The intonation model of the open slot describes the intonation contour to
be generated on the open slot, for example a pointed hat.
Lexical information of the open slot specifies if the argument is a for
example a noun, a number or a verb.
Syntactical information of the open slot in the message can specify whether
or not the open slot is situated at the end of a sentence, and also
whether or not it is situated at a syntactical boundary. In the example
<LOCATION> is not situated at the end of a sentence, but is at a
syntactical boundary, since it is the last word of the subject of the
sentence. <NUMBER>, being the last word of an adverbial adjunct of place,
is therefore situated at a syntactical boundary and is also situated at
the end of the sentence
Above mentioned carrier: "The next train for <LOCATION> is now leaving from
track <NUMBER>." could correspond to a sequence Of phonetico-prosodic
parameters, for example represented by the following EPT sequence
______________________________________
#[22(0,105)]D[74]$[82]-n[92(32,104)]E[88]
k[69(2,118-)-(12,118)]s[100(93,101)]-t[85]r[29]J[102]
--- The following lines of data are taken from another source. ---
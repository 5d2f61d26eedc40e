//! Seed StyleMaps from a source workbook.
//!
//! calamine reads values only, so cell styles are read straight from the
//! package: `xl/workbook.xml` (+ rels) for sheet paths, `xl/styles.xml` for
//! the fonts, fills, borders and cell formats (xf), and each worksheet's
//! `<c r=".." s="..">` elements for the style index of every cell.

use quick_xml::events::{BytesStart, Event};
use quick_xml::Reader;
use std::collections::HashMap;
use std::fs::File;
use std::io::{BufRead, BufReader, Read, Seek};
use std::path::Path;
use tracing::debug;
use zip::ZipArchive;

use crate::error::{EngineError, EngineResult};
use crate::style::{
    Alignment, Border, BorderLine, CellStyle, Fill, Font, HAlign, Rgb, StyleMap, VAlign,
};

/// Read per-sheet styles, in workbook order
pub fn read_source_styles(path: &Path) -> EngineResult<Vec<(String, StyleMap)>> {
    let file = File::open(path)?;
    let mut archive = ZipArchive::new(BufReader::new(file))
        .map_err(|e| {
            EngineError::Import(format!("{} is not an xlsx package: {}", path.display(), e))
        })?;

    let rels = read_relationships(&mut archive)?;
    let sheets = read_sheet_list(&mut archive, &rels)?;
    let xfs = match archive.by_name("xl/styles.xml") {
        Ok(file) => parse_styles(BufReader::new(file))?,
        Err(_) => Vec::new(),
    };

    let mut out = Vec::with_capacity(sheets.len());
    for (name, sheet_path) in sheets {
        let cells = match archive.by_name(&sheet_path) {
            Ok(file) => parse_cell_styles(BufReader::new(file))?,
            Err(_) => Vec::new(),
        };
        let mut map = StyleMap::new();
        for (row, col, xf) in cells {
            if let Some(style) = xfs.get(xf) {
                map.set(row, col, style.clone());
            }
        }
        debug!(sheet = %name, styled_cells = map.len(), "source styles read");
        out.push((name, map));
    }
    Ok(out)
}

fn xml_error(part: &str, e: quick_xml::Error) -> EngineError {
    EngineError::Import(format!("Malformed {}: {}", part, e))
}

fn attr(e: &BytesStart, key: &[u8]) -> Option<String> {
    e.attributes()
        .flatten()
        .find(|a| a.key.as_ref() == key || a.key.local_name().as_ref() == key)
        .and_then(|a| std::str::from_utf8(&a.value).ok().map(str::to_string))
}

fn attr_usize(e: &BytesStart, key: &[u8]) -> Option<usize> {
    attr(e, key).and_then(|v| v.parse().ok())
}

//==============================================================================
// Package structure
//==============================================================================

/// Relationship id → part path
fn read_relationships<R: Read + Seek>(
    archive: &mut ZipArchive<R>,
) -> EngineResult<HashMap<String, String>> {
    let mut rels = HashMap::new();
    let Ok(file) = archive.by_name("xl/_rels/workbook.xml.rels") else {
        return Ok(rels);
    };
    let mut xml = Reader::from_reader(BufReader::new(file));
    xml.trim_text(true);
    let mut buf = Vec::new();
    loop {
        match xml.read_event_into(&mut buf) {
            Ok(Event::Start(ref e) | Event::Empty(ref e))
                if e.local_name().as_ref() == b"Relationship" =>
            {
                if let (Some(id), Some(target)) = (attr(e, b"Id"), attr(e, b"Target")) {
                    let path = match target.strip_prefix('/') {
                        Some(stripped) => stripped.to_string(),
                        None => format!("xl/{}", target),
                    };
                    rels.insert(id, path);
                }
            }
            Ok(Event::Eof) => break,
            Err(e) => return Err(xml_error("workbook relationships", e)),
            _ => {}
        }
        buf.clear();
    }
    Ok(rels)
}

/// (sheet name, part path) in workbook order
fn read_sheet_list<R: Read + Seek>(
    archive: &mut ZipArchive<R>,
    rels: &HashMap<String, String>,
) -> EngineResult<Vec<(String, String)>> {
    let file = archive
        .by_name("xl/workbook.xml")
        .map_err(|e| EngineError::Import(format!("Missing xl/workbook.xml: {}", e)))?;
    let mut xml = Reader::from_reader(BufReader::new(file));
    xml.trim_text(true);

    let mut sheets = Vec::new();
    let mut buf = Vec::new();
    loop {
        match xml.read_event_into(&mut buf) {
            Ok(Event::Start(ref e) | Event::Empty(ref e)) if e.local_name().as_ref() == b"sheet" =>
            {
                let Some(name) = attr(e, b"name") else { continue };
                let path = attr(e, b"id")
                    .and_then(|id| rels.get(&id).cloned())
                    .unwrap_or_else(|| format!("xl/worksheets/sheet{}.xml", sheets.len() + 1));
                sheets.push((name, path));
            }
            Ok(Event::Eof) => break,
            Err(e) => return Err(xml_error("workbook.xml", e)),
            _ => {}
        }
        buf.clear();
    }
    Ok(sheets)
}

//==============================================================================
// styles.xml
//==============================================================================

#[derive(Default)]
struct RawXf {
    num_fmt: usize,
    font: usize,
    fill: usize,
    border: usize,
    alignment: Alignment,
}

/// Resolve every `cellXfs` entry into a CellStyle
fn parse_styles<R: BufRead>(reader: R) -> EngineResult<Vec<CellStyle>> {
    let mut xml = Reader::from_reader(reader);
    xml.trim_text(true);

    let mut num_fmts: HashMap<usize, String> = HashMap::new();
    let mut fonts: Vec<Font> = Vec::new();
    let mut fills: Vec<Option<Fill>> = Vec::new();
    let mut borders: Vec<Border> = Vec::new();
    let mut xfs: Vec<RawXf> = Vec::new();

    let mut section = "";
    let mut font: Option<Font> = None;
    let mut fill: Option<Option<Fill>> = None;
    let mut solid = false;
    let mut border: Option<Border> = None;
    let mut side: Option<(String, BorderLine)> = None;
    let mut xf: Option<RawXf> = None;
    let mut buf = Vec::new();

    loop {
        let event = xml.read_event_into(&mut buf).map_err(|e| xml_error("styles.xml", e))?;
        let is_empty = matches!(event, Event::Empty(_));
        match event {
            Event::Start(ref e) | Event::Empty(ref e) => {
                match e.local_name().as_ref() {
                    b"numFmts" => section = "numFmts",
                    b"fonts" => section = "fonts",
                    b"fills" => section = "fills",
                    b"borders" => section = "borders",
                    b"cellXfs" => section = "cellXfs",
                    b"cellStyleXfs" | b"dxfs" | b"cellStyles" => section = "",
                    b"numFmt" if section == "numFmts" => {
                        let id = attr_usize(e, b"numFmtId");
                        if let (Some(id), Some(code)) = (id, attr(e, b"formatCode")) {
                            num_fmts.insert(id, code);
                        }
                    }
                    b"font" if section == "fonts" => {
                        font = Some(Font::default());
                        if is_empty {
                            fonts.push(Font::default());
                            font = None;
                        }
                    }
                    b"b" if font.is_some() => {
                        if let Some(f) = font.as_mut() {
                            f.bold = attr(e, b"val").map_or(true, |v| v != "0" && v != "false");
                        }
                    }
                    b"i" if font.is_some() => {
                        if let Some(f) = font.as_mut() {
                            f.italic = attr(e, b"val").map_or(true, |v| v != "0" && v != "false");
                        }
                    }
                    b"color" if font.is_some() => {
                        if let Some(f) = font.as_mut() {
                            f.color = attr(e, b"rgb").and_then(|v| Rgb::from_hex(&v));
                        }
                    }
                    b"fill" if section == "fills" => {
                        fill = Some(None);
                        solid = false;
                        if is_empty {
                            fills.push(None);
                            fill = None;
                        }
                    }
                    b"patternFill" if fill.is_some() => {
                        solid = attr(e, b"patternType").as_deref() == Some("solid");
                    }
                    b"fgColor" if fill.is_some() && solid => {
                        if let Some(color) = attr(e, b"rgb").and_then(|v| Rgb::from_hex(&v)) {
                            fill = Some(Some(Fill { color }));
                        }
                    }
                    b"border" if section == "borders" => {
                        border = Some(Border::default());
                        if is_empty {
                            borders.push(Border::default());
                            border = None;
                        }
                    }
                    name @ (b"left" | b"right" | b"top" | b"bottom") if border.is_some() => {
                        let line = attr(e, b"style")
                            .map_or(BorderLine::None, |s| BorderLine::from_ooxml(&s));
                        let side_name = String::from_utf8_lossy(name).into_owned();
                        if is_empty {
                            if let Some(b) = border.as_mut() {
                                set_side(b, &side_name, line);
                            }
                        } else {
                            side = Some((side_name, line));
                        }
                    }
                    b"xf" if section == "cellXfs" => {
                        let raw = RawXf {
                            num_fmt: attr_usize(e, b"numFmtId").unwrap_or(0),
                            font: attr_usize(e, b"fontId").unwrap_or(0),
                            fill: attr_usize(e, b"fillId").unwrap_or(0),
                            border: attr_usize(e, b"borderId").unwrap_or(0),
                            alignment: Alignment::default(),
                        };
                        if is_empty {
                            xfs.push(raw);
                        } else {
                            xf = Some(raw);
                        }
                    }
                    b"alignment" if xf.is_some() => {
                        if let Some(x) = xf.as_mut() {
                            x.alignment = Alignment {
                                horizontal: attr(e, b"horizontal").and_then(|h| match h.as_str() {
                                    "left" => Some(HAlign::Left),
                                    "center" | "centerContinuous" => Some(HAlign::Center),
                                    "right" => Some(HAlign::Right),
                                    _ => None,
                                }),
                                vertical: attr(e, b"vertical").and_then(|v| match v.as_str() {
                                    "top" => Some(VAlign::Top),
                                    "center" => Some(VAlign::Center),
                                    "bottom" => Some(VAlign::Bottom),
                                    _ => None,
                                }),
                                wrap: attr(e, b"wrapText").is_some_and(|w| w == "1" || w == "true"),
                            };
                        }
                    }
                    _ => {}
                }
            }
            Event::End(ref e) => match e.local_name().as_ref() {
                b"font" => {
                    if let Some(f) = font.take() {
                        fonts.push(f);
                    }
                }
                b"fill" => {
                    if let Some(f) = fill.take() {
                        fills.push(f);
                    }
                }
                b"left" | b"right" | b"top" | b"bottom" => {
                    if let (Some((name, line)), Some(b)) = (side.take(), border.as_mut()) {
                        set_side(b, &name, line);
                    }
                }
                b"border" => {
                    if let Some(b) = border.take() {
                        borders.push(b);
                    }
                }
                b"xf" => {
                    if let Some(x) = xf.take() {
                        xfs.push(x);
                    }
                }
                b"numFmts" | b"fonts" | b"fills" | b"borders" | b"cellXfs" => section = "",
                _ => {}
            },
            Event::Eof => break,
            _ => {}
        }
        drop(event);
        buf.clear();
    }

    Ok(xfs
        .into_iter()
        .map(|x| CellStyle {
            fill: fills.get(x.fill).copied().flatten(),
            font: fonts.get(x.font).cloned().unwrap_or_default(),
            border: borders.get(x.border).copied().unwrap_or_default(),
            alignment: x.alignment,
            number_format: num_fmts
                .get(&x.num_fmt)
                .cloned()
                .or_else(|| builtin_num_format(x.num_fmt).map(str::to_string)),
        })
        .collect())
}

fn set_side(border: &mut Border, side: &str, line: BorderLine) {
    match side {
        "left" => border.left = line,
        "right" => border.right = line,
        "top" => border.top = line,
        "bottom" => border.bottom = line,
        _ => {}
    }
}

/// Built-in number formats that are not declared in styles.xml
fn builtin_num_format(id: usize) -> Option<&'static str> {
    match id {
        1 => Some("0"),
        2 => Some("0.00"),
        3 => Some("#,##0"),
        4 => Some("#,##0.00"),
        9 => Some("0%"),
        10 => Some("0.00%"),
        14 => Some("mm-dd-yy"),
        22 => Some("m/d/yy h:mm"),
        49 => Some("@"),
        _ => None,
    }
}

//==============================================================================
// Worksheet cells
//==============================================================================

/// (row, col, xf index) for every cell with a style attribute
fn parse_cell_styles<R: BufRead>(reader: R) -> EngineResult<Vec<(u32, u16, usize)>> {
    let mut xml = Reader::from_reader(reader);
    xml.trim_text(true);

    let mut cells = Vec::new();
    let mut buf = Vec::new();
    loop {
        match xml.read_event_into(&mut buf) {
            Ok(Event::Start(ref e) | Event::Empty(ref e)) if e.local_name().as_ref() == b"c" => {
                let (Some(reference), Some(xf)) = (attr(e, b"r"), attr_usize(e, b"s")) else {
                    continue;
                };
                if xf == 0 {
                    continue;
                }
                if let Some((row, col)) = parse_cell_ref(&reference) {
                    cells.push((row, col, xf));
                }
            }
            Ok(Event::Eof) => break,
            Err(e) => return Err(xml_error("worksheet", e)),
            _ => {}
        }
        buf.clear();
    }
    Ok(cells)
}

/// `B3` → zero-based (2, 1)
pub fn parse_cell_ref(reference: &str) -> Option<(u32, u16)> {
    let split = reference.find(|c: char| c.is_ascii_digit())?;
    let (letters, digits) = reference.split_at(split);
    if letters.is_empty() {
        return None;
    }
    let mut col: u32 = 0;
    for c in letters.chars() {
        if !c.is_ascii_alphabetic() {
            return None;
        }
        col = col * 26 + (c.to_ascii_uppercase() as u32 - 'A' as u32 + 1);
    }
    let row: u32 = digits.parse().ok()?;
    if row == 0 || col == 0 {
        return None;
    }
    Some((row - 1, u16::try_from(col - 1).ok()?))
}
n[60]-f[81]o[92]r[46(46,96)]<LOCATION: h,NNY>?[70]
I[52]z[61]-n[79(19,91)]&[148(90,106)3-1[70]I[91]-v[67]
I[51]N[87]-?[70]a[93]n[55]-t[54]r[29]ae[71]k[50(50,99)]
<NUMBER: a,QYY>#[22]
______________________________________
whereby each symbol corresponds to one phoneme and the values between the
square brackets give information about phoneme durations and intonation
contour.
The first value between square brackets is the phoneme duration (in as). It
may be followed by one or more intonation breakpoints between round
brackets. Each breakpoint consists of a time offset (in ms) relative to
the beginning of the phoneme, followed by a pitch value (in quarter
semitones above 50 Hz).
Said position information is given by the position of the open slots in
said EPT representation. In the given example of the carrier, the position
of <LOCATION> and <NUMBER> in the EPT representation constitutes said
position information.
Additional information of the open slots is also represented. For example
in <LOCATION: h, NNY>, h means that the intonation model is a pointed hat,
NNY indicates that the slot is to be filled by a noun (N for noun), that
the slot is not situated at the end of a sentence (N for no), but that it
is situated at a syntactical boundary (Y for yes).
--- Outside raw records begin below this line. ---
//! StyleStore: carries cell styles across row-structure changes.
//!
//! A derived sheet knows, for each of its data rows, which base row it came
//! from (`origin`). The header is copied as-is, surviving rows copy their
//! source row's styles, rows with no source inherit the last base data row,
//! and rows that were removed take their styles with them.

use std::collections::BTreeSet;

use crate::style::{CellStyle, StyleMap};
use crate::types::Sheet;

/// Rebuild a StyleMap for a derived table.
///
/// `base_rows` is the number of data rows in the base sheet; `origin[i]` is
/// the base data row that output data row `i` came from.
pub fn carry(base: &StyleMap, base_rows: usize, origin: &[Option<usize>]) -> StyleMap {
    let mut out = StyleMap::new();

    for (col, style) in base.row(0) {
        out.set(0, col, style.clone());
    }

    let fallback = base_rows.checked_sub(1);
    for (dest, source) in origin.iter().enumerate() {
        let source = match source {
            Some(j) if *j < base_rows => Some(*j),
            _ => fallback,
        };
        let Some(source) = source else { continue };
        for (col, style) in base.row(worksheet_row(source)) {
            out.set(worksheet_row(dest), col, style.clone());
        }
    }
    out
}

/// Map summary-row markers through a provenance vector
pub fn carry_summary_rows(base: &BTreeSet<usize>, origin: &[Option<usize>]) -> BTreeSet<usize> {
    origin
        .iter()
        .enumerate()
        .filter(|(_, src)| src.is_some_and(|j| base.contains(&j)))
        .map(|(i, _)| i)
        .collect()
}

/// Give a sheet with no header styling the default header look
pub fn ensure_header_style(sheet: &mut Sheet) {
    if sheet.styles.row(0).next().is_some() {
        return;
    }
    for col in 0..sheet.table.column_count() {
        sheet.styles.set(0, col as u16, CellStyle::header());
    }
}

/// Worksheet row for a zero-based data row
pub fn worksheet_row(data_row: usize) -> u32 {
    data_row as u32 + 1
}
To phrases a prosody transplantation technique is likewise applied in order
to obtain a further sequence of phonetico-prosodic parameters for said
phrases. To each further sequence a further identifier is assigned, and
the thus obtained further sequence with its further identifier is stored
in said memory.
A device for generating a spoken message according to the present invention
is shown in FIG. 1. This device comprises the following components,
connected to a bus: a memory 1, a CPU 2, a first I/O unit 3, to which a
keyboard 4 and a monitor 5 are connected and a second I/O unit 6. The
device further comprises a phonetico-prosodic parameters generator 7, a
phonetics-to-speech system 8 a D/A converter 9 and an output unit 10.
All the phrases and carriers of an announcement system are stored in a
memory 1 as explained hereinabove.
According to the invention, a method for generating phonetico-prosodic
parameters of said message comprises the following steps, which will be
illustrated by using the following example. Suppose a user of the
announcement system has to generate the following message. "May I have
your attention, please. The next train for Boston is now leaving on track
7. Smoking is not permitted on this train."
The user selects at least one carrier and if necessary at least one phrase.
In the example he selects carrier "The next train for <LOCATION> is now
leaving from track <NUMBER>." and phrases "May I have your attention,
please." and "Smoking is not permitted on this train.", having as their
identifiers respectively 21, 22 and 23.
Further, the user addresses the selected carrier and phrases by means of
their identifiers.
According to the example, he selects 21, 22 and 23. This selection could
for example be achieved by entering these identifiers by means of a
keyboard 4, as represented in the device of FIG. 1. The selected phrases
and carriers appear on a monitor 5.
The device retrieves the addressed carrier and phrases from said memory 1,
for example when the user hits the enter key on said keyboard 4.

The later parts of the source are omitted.